Rousses dans le vent
IsabELLE
Il est impossible d’imaginer, d’envisager au sens littéral, une autre actrice qu’Isabelle Huppert, interprète du mystère et de l’indicible, dans la richesse et la complexité de cette partition (le film initialement prévu pour Hollywood a essuyé le refus de plusieurs actrices dont Sharon Stone), couronnement d’une supposée neutralité alliée à un éventail de démonstrations physiques et émotionnelles. Ce jeu distancié, tendu, retenu, rattrapé par des virages à 180° avec angles secs, abrupts, envolées légères jusque dans la désinvolture, s’imprègne, se nourrit des fêlures de certains personnages « hupperisés », car il s’agit bien avec Elle, de l’atteinte d’un sommet « d’hupperisation » et – c’est peut-être la seule morale du film – du rachat de quelques figures de sa filmographie (la liste est loin d’être exhaustive) : la dentellière réduite à la folie par amour d’un fat intello, la postière de La Cérémonie avec son monologue de l’infanticide, miroir du récit du carnage commis par le père de Michèle, les relations sadomasochistes de La Pianiste et de Tip Top, la main de fer du juge d’instruction de L’Ivresse du pouvoir, les blasphèmes de deux grandes accusées par la justice des hommes, Violette Nozière la parricide et Marie-Latour la faiseuse d’anges de Une affaire de femmes. Toutes deux déclarent respectivement : « Dieu est vil, il faudrait quelqu’un au-dessus de lui. », « Sainte Marie pleine de merde, le fruit de vos entrailles est pourri. ». Michèle Leblanc, au nom du père/d’Huppert, les absout par : « Je t’encule, je t’encule, je t’encule ! ».

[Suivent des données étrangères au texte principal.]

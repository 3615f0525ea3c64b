//! Observability subsystem.
//!
//! # Data Flow
//! ```text
//! Gateway handler and tunnel produce:
//!     → logging.rs (structured log events, per-connection span)
//!     → metrics.rs (counters, gauges, histograms)
//!
//! Consumers:
//!     → stdout (pretty or JSON)
//!     → Metrics endpoint (Prometheus scrape), when enabled
//! ```
//!
//! # Design Decisions
//! - Connection ID flows through every event via the connection span
//! - Metrics are cheap no-ops until a recorder is installed

pub mod logging;
pub mod metrics;
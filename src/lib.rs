// Copyright (c) 2018-2025  Brendan Molloy <brendan@bbqsrc.net>,
//                          Ilya Solovyiov <ilya.solovyiov@gmail.com>,
//                          Kai Ren <tyranron@gmail.com>
//
// Licensed under the Apache License, Version 2.0 <LICENSE-APACHE or
// http://www.apache.org/licenses/LICENSE-2.0> or the MIT license
// <LICENSE-MIT or http://opensource.org/licenses/MIT>, at your
// option. This file may not be copied, modified, or distributed
// except according to those terms.

#![cfg_attr(docsrs, feature(doc_cfg))]
#![doc = "[TeamCity service messages][1] output for Cucumber-style BDD \
          runners.\n\n\
          A runner drives a [`writer::TeamCity`] through the [`Formatter`] \
          callbacks (suite start, test start, step start, step result, end), \
          and renders the run totals with a [`summary::SummaryFormatter`] \
          chosen at startup.\n\n\
          [1]: https://www.jetbrains.com/help/teamcity/service-messages.html"]
#![forbid(non_ascii_idents, unsafe_code)]
#![warn(
    missing_debug_implementations,
    missing_docs,
    unused_import_braces,
    unused_qualifications
)]

pub mod error;
pub mod event;
pub mod status;
pub mod summary;
pub mod writer;

pub extern crate gherkin;

#[doc(inline)]
pub use self::{
    error::{Error, Result},
    event::{Event, Step, StepResult, Suite, Table, Test},
    status::Status,
    summary::{RunSummary, StatementType, StatusSummary, SummaryFormat},
    writer::{Formatter, TeamCity},
};
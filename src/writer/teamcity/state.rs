// Copyright (c) 2018-2025  Brendan Molloy <brendan@bbqsrc.net>,
//                          Ilya Solovyiov <ilya.solovyiov@gmail.com>,
//                          Kai Ren <tyranron@gmail.com>
//
// Licensed under the Apache License, Version 2.0 <LICENSE-APACHE or
// http://www.apache.org/licenses/LICENSE-2.0> or the MIT license
// <LICENSE-MIT or http://opensource.org/licenses/MIT>, at your
// option. This file may not be copied, modified, or distributed
// except according to those terms.

//! Per-[`Test`] reporting state.

use std::time::Duration;

use crate::{Status, StepResult, Test};

/// Reporting phase of a [`Test`].
#[derive(Clone, Copy, Debug, Eq, PartialEq)]
pub enum Phase {
    /// `testStarted` is emitted, no terminal message yet.
    Running,

    /// `testFinished` is emitted with the contained [`Status`].
    Finished(Status),

    /// `testIgnored` is emitted.
    Ignored,
}

/// Current [`Test`] along with the [`StepResult`]s observed for it.
#[derive(Clone, Debug)]
pub struct TestState {
    /// [`Test`] being reported.
    test: Test,

    /// Reporting [`Phase`] of the [`Test`].
    phase: Phase,

    /// [`Status`]es of the observed [`StepResult`]s.
    results: Vec<Status>,

    /// Sum of durations of the observed [`StepResult`]s.
    duration: Duration,
}

impl TestState {
    /// Creates a new [`Phase::Running`] [`TestState`] of the given [`Test`].
    #[must_use]
    pub const fn new(test: Test) -> Self {
        Self {
            test,
            phase: Phase::Running,
            results: Vec::new(),
            duration: Duration::ZERO,
        }
    }

    /// Returns the [`Test`] being reported.
    #[must_use]
    pub const fn test(&self) -> &Test {
        &self.test
    }

    /// Returns the current [`Phase`].
    #[must_use]
    pub const fn phase(&self) -> Phase {
        self.phase
    }

    /// Returns the time the observed [`StepResult`]s took.
    #[must_use]
    pub const fn duration(&self) -> Duration {
        self.duration
    }

    /// Records the given [`StepResult`].
    pub fn record(&mut self, result: &StepResult) {
        self.results.push(result.status);
        self.duration += result.duration;
    }

    /// Returns the [`Status`] of the [`Test`] as of the observed
    /// [`StepResult`]s.
    #[must_use]
    pub fn status(&self) -> Status {
        let any = |st| self.results.contains(&st);

        if self.test.skipped {
            Status::Skipped
        } else if any(Status::Failed) {
            Status::Failed
        } else if any(Status::Undefined) {
            Status::Undefined
        } else if self.results.len() < self.test.steps {
            Status::Untested
        } else if !self.results.is_empty()
            && self.results.iter().all(|&st| st == Status::Skipped)
        {
            Status::Skipped
        } else {
            Status::Passed
        }
    }

    /// Returns the number of [`Step`]s no [`StepResult`] was observed for.
    ///
    /// [`Step`]: crate::Step
    #[must_use]
    pub fn remaining_steps(&self) -> usize {
        self.test.steps.saturating_sub(self.results.len())
    }

    /// Moves into [`Phase::Finished`].
    pub fn finish(&mut self, status: Status) {
        self.phase = Phase::Finished(status);
    }

    /// Moves into [`Phase::Ignored`].
    pub fn ignore(&mut self) {
        self.phase = Phase::Ignored;
    }

    /// Indicates whether a terminal message has been emitted already.
    #[must_use]
    pub fn is_reported(&self) -> bool {
        self.phase != Phase::Running
    }
}

#[cfg(test)]
mod tests {
    use crate::Step;

    use super::*;

    fn result(status: Status) -> StepResult {
        StepResult::new(&Step::new("Given", "x"), status)
            .with_duration(Duration::from_millis(250))
    }

    fn state(steps: usize, results: &[Status]) -> TestState {
        let mut state = TestState::new(Test::new("T", steps));
        for &st in results {
            state.record(&result(st));
        }
        state
    }

    #[test]
    fn untested_until_all_steps_observed() {
        use Status as S;

        assert_eq!(state(3, &[]).status(), S::Untested);
        assert_eq!(state(3, &[S::Passed, S::Passed]).status(), S::Untested);
        assert_eq!(
            state(3, &[S::Passed, S::Passed, S::Passed]).status(),
            S::Passed,
        );
    }

    #[test]
    fn failure_concludes_early() {
        use Status as S;

        let st = state(3, &[S::Passed, S::Failed]);

        assert_eq!(st.status(), S::Failed);
        assert_eq!(st.remaining_steps(), 1);
        assert_eq!(st.duration(), Duration::from_millis(500));
    }

    #[test]
    fn failure_outranks_undefined() {
        use Status as S;

        assert_eq!(state(4, &[S::Undefined]).status(), S::Undefined);
        assert_eq!(state(4, &[S::Undefined, S::Failed]).status(), S::Failed);
    }

    #[test]
    fn all_skipped_steps_skip_the_test() {
        use Status as S;

        assert_eq!(state(2, &[S::Skipped, S::Skipped]).status(), S::Skipped);
        assert_eq!(state(2, &[S::Skipped, S::Passed]).status(), S::Passed);
    }

    #[test]
    fn filtered_test_is_skipped_regardless() {
        let st = TestState::new(Test::new("T", 2).skipped());

        assert_eq!(st.status(), Status::Skipped);
        assert_eq!(st.remaining_steps(), 2);
    }

    #[test]
    fn phases() {
        let mut st = state(1, &[Status::Passed]);
        assert_eq!(st.phase(), Phase::Running);
        assert!(!st.is_reported());

        st.finish(Status::Passed);
        assert_eq!(st.phase(), Phase::Finished(Status::Passed));
        assert!(st.is_reported());

        st.ignore();
        assert_eq!(st.phase(), Phase::Ignored);
        assert_eq!(st.test().name, "T");
    }
}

Elle, caractère au-delà du féminisme, prodigieuse érotique, confère au mythe de la sorcière. Celle par qui le scandale des fantasmes, des pulsions et des frayeurs surgit. Celle châtiée sous l’Inquisition par les supplices de l’eau et du feu, de la vierge de fer, du berceau de Judas, de la fourche d’hérétique. Créature d’acier et d’airain, entourée de personnages à l’alliage friable, entremêlés dans un rouage crénelé. Tous tournent autour, se resserrent, se cassent les dents contre son armure inoxydable, éternelle, si froide que seules les flammes de l’enfer peuvent, non pas l’humaniser, mais la réchauffer de quelques sentiments à défaut d’émotions. ELLE, sorcière désormais essentielle du 7e art.